30 Septembre 2021
-Article Complet du Monde-
TRIBUNE
Dalila Kerchouche Grand reporter et scénariste
Charles Tamazount Juriste et président du Comité Harkis et Vérité
Saluant dans une tribune au « Monde » la déclaration du président de la République qui « brise près de soixante ans de déni et d’humiliation », Dalila Kerchouche, grand reporter et scénariste, et Charles Tamazount, juriste et président du Comité Harkis et Vérité, attendent désormais, après les mots, des actes forts en matière de reconnaissance et de réparations.
Tribune. Audace et courage. Voici les mots que nous évoque la demande de pardon du président de la République faite aux Harkis et à leurs familles, le lundi 20 septembre. Si cette déclaration justifiée a été unanimement saluée par la classe politique française, des soupçons d’électoralisme jettent le doute sur la légitimité de ce « pardon » historique. Nous nous insurgeons contre cette vision. Aurait-il fallu continuer à nier la souffrance de cette communauté encore et encore, au prétexte que nous sommes à sept mois des élections ?
Non, nous avons assez attendu. Les derniers harkis et leurs femmes, très âgés, sont en train de disparaître. Il était urgent qu’ils et elles entendent ces mots. Tous deux nés derrière les barbelés du camp de Bias (Lot-et-Garonne), nous voulons rappeler que cette déclaration historique ne surgit pas de nulle part. C’est une victoire arrachée de haute lutte par les harkis et leurs enfants. Une victoire qui brise près de soixante ans de déni, d’humiliations et de mépris.
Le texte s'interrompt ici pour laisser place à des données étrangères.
//! The immutable variable bindings shared by every render in a run.
//!
//! A [`Context`] is assembled once, before the walk starts, from three
//! sources:
//!
//! ```text
//! ProjectData  ──┐
//! variables    ──┼──► Context ──► data tree  (.Project.Name, .Vars.key, ...)
//! answers      ──┘            └─► answers    (getSurveyResult "key")
//! ```
//!
//! Nothing mutates a context after [`ContextBuilder::build`]; workers share
//! it behind an `Arc` without synchronization.

use std::collections::BTreeMap;
use std::path::{Path, PathBuf};

use chrono::{DateTime, Datelike, FixedOffset, Local, SecondsFormat};
use serde::{Deserialize, Serialize};
use serde_json::{Map, Value};

use crate::domain::DomainError;

/// Project metadata collected before the run.
#[derive(Debug, Clone, PartialEq, Eq, Default, Serialize, Deserialize)]
pub struct ProjectData {
    pub name: String,
    pub path: PathBuf,
    pub template: String,
    pub description: String,
}

/// Read-only render context.
#[derive(Debug, Clone)]
pub struct Context {
    project: ProjectData,
    variables: BTreeMap<String, String>,
    answers: BTreeMap<String, Value>,
    /// Pre-built lookup tree so field access never allocates per render.
    data: Value,
}

impl Context {
    /// Start building a context for the given project name.
    pub fn builder(project_name: impl Into<String>) -> ContextBuilder {
        ContextBuilder::new(project_name)
    }

    pub fn project(&self) -> &ProjectData {
        &self.project
    }

    pub fn variables(&self) -> &BTreeMap<String, String> {
        &self.variables
    }

    /// Look up a free-form answer by key.
    pub fn answer(&self, key: &str) -> Option<&Value> {
        self.answers.get(key)
    }

    /// Resolve a field chain such as `["Project", "Name"]`.
    ///
    /// An empty chain resolves to the root of the data tree.
    pub fn field<S: AsRef<str>>(&self, chain: &[S]) -> Option<&Value> {
        chain
            .iter()
            .try_fold(&self.data, |value, key| value.get(key.as_ref()))
    }
}

/// Builder for [`Context`].
#[derive(Debug, Clone)]
pub struct ContextBuilder {
    project: ProjectData,
    generated_at: Option<DateTime<FixedOffset>>,
    variables: BTreeMap<String, String>,
    answers: BTreeMap<String, Value>,
}

impl ContextBuilder {
    fn new(project_name: impl Into<String>) -> Self {
        Self {
            project: ProjectData {
                name: project_name.into(),
                ..ProjectData::default()
            },
            generated_at: None,
            variables: BTreeMap::new(),
            answers: BTreeMap::new(),
        }
    }

    pub fn path(mut self, path: impl AsRef<Path>) -> Self {
        self.project.path = path.as_ref().to_path_buf();
        self
    }

    pub fn template(mut self, template: impl Into<String>) -> Self {
        self.project.template = template.into();
        self
    }

    pub fn description(mut self, description: impl Into<String>) -> Self {
        self.project.description = description.into();
        self
    }

    /// Pin the creation timestamp (defaults to now).
    pub fn generated_at(mut self, at: DateTime<FixedOffset>) -> Self {
        self.generated_at = Some(at);
        self
    }

    pub fn variable(mut self, key: impl Into<String>, value: impl Into<String>) -> Self {
        self.variables.insert(key.into(), value.into());
        self
    }

    /// Merge a whole variable map; later entries win.
    pub fn variables<I, K, V>(mut self, vars: I) -> Self
    where
        I: IntoIterator<Item = (K, V)>,
        K: Into<String>,
        V: Into<String>,
    {
        self.variables
            .extend(vars.into_iter().map(|(k, v)| (k.into(), v.into())));
        self
    }

    pub fn answer(mut self, key: impl Into<String>, value: impl Into<Value>) -> Self {
        self.answers.insert(key.into(), value.into());
        self
    }

    pub fn answers<I, K>(mut self, answers: I) -> Self
    where
        I: IntoIterator<Item = (K, Value)>,
        K: Into<String>,
    {
        self.answers
            .extend(answers.into_iter().map(|(k, v)| (k.into(), v)));
        self
    }

    /// Validate and freeze the context.
    pub fn build(self) -> Result<Context, DomainError> {
        let name = self.project.name.trim();
        if name.is_empty() {
            return Err(DomainError::MissingRequiredField {
                field: "project name",
            });
        }
        if name.contains('/') || name.contains('\\') {
            return Err(DomainError::InvalidProjectName {
                name: self.project.name.clone(),
                reason: "name cannot contain path separators".into(),
            });
        }

        let generated_at = self
            .generated_at
            .unwrap_or_else(|| Local::now().fixed_offset());

        let data = build_data(&self.project, generated_at, &self.variables);

        Ok(Context {
            project: self.project,
            variables: self.variables,
            answers: self.answers,
            data,
        })
    }
}

fn build_data(
    project: &ProjectData,
    generated_at: DateTime<FixedOffset>,
    variables: &BTreeMap<String, String>,
) -> Value {
    let mut project_map = Map::new();
    project_map.insert("Name".into(), Value::String(project.name.clone()));
    project_map.insert(
        "Path".into(),
        Value::String(project.path.display().to_string()),
    );
    project_map.insert("Template".into(), Value::String(project.template.clone()));
    project_map.insert(
        "Description".into(),
        Value::String(project.description.clone()),
    );

    let vars: Map<String, Value> = variables
        .iter()
        .map(|(k, v)| (k.clone(), Value::String(v.clone())))
        .collect();

    let mut root = Map::new();
    root.insert("Project".into(), Value::Object(project_map));
    root.insert(
        "Date".into(),
        Value::String(generated_at.to_rfc3339_opts(SecondsFormat::Secs, true)),
    );
    root.insert("Year".into(), Value::from(generated_at.year()));
    root.insert("Vars".into(), Value::Object(vars));
    Value::Object(root)
}

/// Parse a `KEY=VALUE` assignment as given on the command line.
pub fn parse_assignment(raw: &str) -> Result<(String, String), DomainError> {
    match raw.split_once('=') {
        Some((key, value)) if !key.trim().is_empty() => {
            Ok((key.trim().to_string(), value.to_string()))
        }
        _ => Err(DomainError::InvalidVariable(raw.to_string())),
    }
}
Aux racines du mal : l’abandon, les camps, la prison et le déni. Pourtant, dès le lendemain des accords d’Evian, les lanceurs d’alerte n’ont pas manqué. En Algérie, dès le 27juillet1962, le sous-préfet d’Akbou (wilaya de Béjaïa), Jean-Marie Robert, alerte l’Elysée sur l’ampleur des massacres de harkis. En vain. Le Prix Nobel d’économie Maurice Allais, l’historien Pierre Vidal-Naquet ou l’écrivain Jean Lacouture condamnent, eux aussi, l’abandon des harkis.
Le long combat des harkis et de leurs enfants
A propos des camps, en 1987, deux universitaires, François-Jérôme Finas et Marwan Abi-Samra, rédigent un des premiers travaux de sociologie sur le drame des harkis (Regroupement et dispersion. Relégation, réseaux et territoires des Français musulmans, université Lyon-2). Le texte, remis à la Caisse nationale d’allocations familiales, alerte les autorités. Les chercheurs mettent en évidence « une organisation totalitaire, qui a mobilisé des ressources multiples (dans les domaines juridique et économique) et qui a lourdement conditionné l’existence et le devenir des Français musulmans. De 1962à 1975, les harkis sont pris en otage à l’intérieur d’un microcosme totalitaire(…), une véritable machine de guerre permanente qui travaille à désorganiser les groupes et les relations, à bannir et à enfermer, à utiliser des individualités isolées d’un tissu communautaire. En même temps que le discours officiel confirme dans le statut de Français à part entière, le traitement et le destin qui leur est réservé font paraître un autre statut, celui de Français entièrement à part, assignés à des espaces hors-la-loi, où règnent le non-droit, voire le contre-droit ».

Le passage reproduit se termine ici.